06 June 2012

Belgrade

I have my solo show "Strange World" at the Austrian Cultural Forum and visit Belgrade for the second time. The first time I went there was in 2004 when a special high-rise caught my attention.






















Arriving at the airport and going to the city one passes the former Genex Tower, also called the West Gate. That building looks like pure Science-Fiction and has sparked my imagination since my first visit. I've always wanted to go back to pursue my longtime project of photographing (retro-) futurist buildings from the communist era, of which quite a few can be found in Belgrade. 















The city is built at the rivers Sava and Danube. While the old part of town stretches out over the hills on the right side of the Sava, the left (dead flat) is taken up by Novy Beograd (New Belgrade) which was erected on marshland beginning with 1947. Novy Beograd is made up of a grid system of wide boulevards, high-rises and tower blocks and there is a motorway which goes right through.














According to Wikipedia http://de.wikipedia.org/wiki/Genex the Genex company was an import and export company based in East Berlin through which Western goods could be bought and sent to citizens of the former GDR.



















East Gate

Besides the West Gate there is also its equivalent in the East. I take a tram to the suburbs and get out of the train a little too early. I walk towards the three towers which make up the gate.
















To my big surprise I discover that the surrounding buildings are mostly family houses with little gardens.

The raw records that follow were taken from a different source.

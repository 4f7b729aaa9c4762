//! Learned background segmentation
//!
//! Adapter over `bg_remove_core` (ISNet on ONNX Runtime). The image processor
//! is built on first use and kept, so the model is loaded once per run and
//! rebuilt only when the requested output options change.

use bg_remove_core::{
    get_available_embedded_models, ExecutionProvider, ImageProcessor, ModelManager, ModelSource,
    ModelSpec, OutputFormat as RemovalFormat, RemovalConfig,
};
use std::path::PathBuf;
use std::sync::Mutex;

use super::{CancelToken, OutputFormat, SegmentOptions, Segmenter};
use crate::codec::export::encode_png;
use crate::config::SegmentationConfig;
use crate::error::EditorError;

pub struct ModelSegmenter {
    /// External ONNX model; `None` selects the first embedded model
    model: Option<PathBuf>,
    provider: ExecutionProvider,
    processor: Mutex<Option<(SegmentOptions, ImageProcessor)>>,
}

impl ModelSegmenter {
    pub fn new(model: Option<PathBuf>, provider: ExecutionProvider) -> Self {
        Self {
            model,
            provider,
            processor: Mutex::new(None),
        }
    }

    /// Build from config; an unknown provider name falls back to `auto`
    pub fn from_config(config: &SegmentationConfig) -> Self {
        let provider = parse_provider(&config.execution_provider).unwrap_or_else(|err| {
            log::warn!("{}; using auto", err);
            ExecutionProvider::Auto
        });
        Self::new(config.model.clone(), provider)
    }

    fn model_spec(&self) -> Result<ModelSpec, EditorError> {
        let source = match &self.model {
            Some(path) => ModelSource::External(path.clone()),
            None => {
                let name = get_available_embedded_models()
                    .into_iter()
                    .next()
                    .ok_or_else(|| {
                        EditorError::Segmentation(
                            "no embedded model available; set segmentation.model".to_string(),
                        )
                    })?;
                ModelSource::Embedded(name)
            }
        };

        Ok(ModelSpec {
            source,
            variant: None,
        })
    }

    fn build_processor(&self, options: &SegmentOptions) -> Result<ImageProcessor, EditorError> {
        let quality = quality_percent(options.quality);
        let format = match options.format {
            OutputFormat::Png => RemovalFormat::Png,
        };

        let config = RemovalConfig::builder()
            .execution_provider(self.provider.clone())
            .output_format(format)
            .jpeg_quality(quality)
            .webp_quality(quality)
            .build()
            .map_err(model_error)?;

        let spec = self.model_spec()?;
        match &self.model {
            Some(path) => log::info!("loading segmentation model {}", path.display()),
            None => log::info!("loading embedded segmentation model"),
        }
        let manager = ModelManager::from_spec(&spec).map_err(model_error)?;
        ImageProcessor::with_model_manager(&config, manager).map_err(model_error)
    }
}

impl Default for ModelSegmenter {
    fn default() -> Self {
        Self::from_config(&SegmentationConfig::default())
    }
}

impl Segmenter for ModelSegmenter {
    fn segment(
        &self,
        input: &[u8],
        options: &SegmentOptions,
        cancel: &CancelToken,
    ) -> Result<Vec<u8>, EditorError> {
        if cancel.is_cancelled() {
            return Err(EditorError::Segmentation("cancelled".to_string()));
        }

        let image = image::load_from_memory(input)
            .map_err(|e| EditorError::Segmentation(format!("unreadable input: {e}")))?;

        let mut slot = self
            .processor
            .lock()
            .map_err(|_| EditorError::Segmentation("segmenter state poisoned".to_string()))?;

        let reusable = matches!(slot.as_ref(), Some((cached, _)) if cached == options);
        if !reusable {
            *slot = Some((*options, self.build_processor(options)?));
        }
        let Some((_, processor)) = slot.as_mut() else {
            return Err(EditorError::Segmentation("model not loaded".to_string()));
        };

        let result = processor.process_image(image).map_err(model_error)?;
        if cancel.is_cancelled() {
            return Err(EditorError::Segmentation("cancelled".to_string()));
        }

        encode_png(&result.image.to_rgba8())
    }
}

/// Map a config name onto an ONNX Runtime execution provider
pub fn parse_provider(name: &str) -> Result<ExecutionProvider, EditorError> {
    match name.trim().to_ascii_lowercase().as_str() {
        "" | "auto" => Ok(ExecutionProvider::Auto),
        "cpu" => Ok(ExecutionProvider::Cpu),
        "cuda" => Ok(ExecutionProvider::Cuda),
        "coreml" => Ok(ExecutionProvider::CoreMl),
        other => Err(EditorError::Segmentation(format!(
            "unknown execution provider '{other}'"
        ))),
    }
}

/// `[0, 1]` encoder quality as a percentage
fn quality_percent(quality: f32) -> u8 {
    (quality.clamp(0.0, 1.0) * 100.0).round() as u8
}

fn model_error(err: impl std::fmt::Display) -> EditorError {
    EditorError::Segmentation(err.to_string())
}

The quarter even displays a rather rural athmosphere with birds singing and men repairing their cars in the warmth of a sunny sunday afternoon.

Despite its name the East Gate seems to display a certain hostility towards its environs...


















05 June 2012

Novy Beograd

New Belgrade is made up of a widespread grid system of streets. Tram and bus stops do not have names but are called after the housing blocks for example Blok 36, 45 or 72.















There are streets names which pay reference to great names of the past like Nikola Tesla or - more in a cosmo-poetic way - to Jurija Gagarina, the first Soviet cosmonaut.




























Between housing blocks you also find supermarkets, sports grounds and grass lands. The area is not that unhospitable after all...















Europe endless...















Besides tower blocks you also find some shacks inhabited by gypsies. Romani people in Belgrade are known to be scrap dealers.

















Things look different at the other side of the river. You'll find this building at the confluence of the Sava and the Danube.















Elections coming up, time to say good-bye...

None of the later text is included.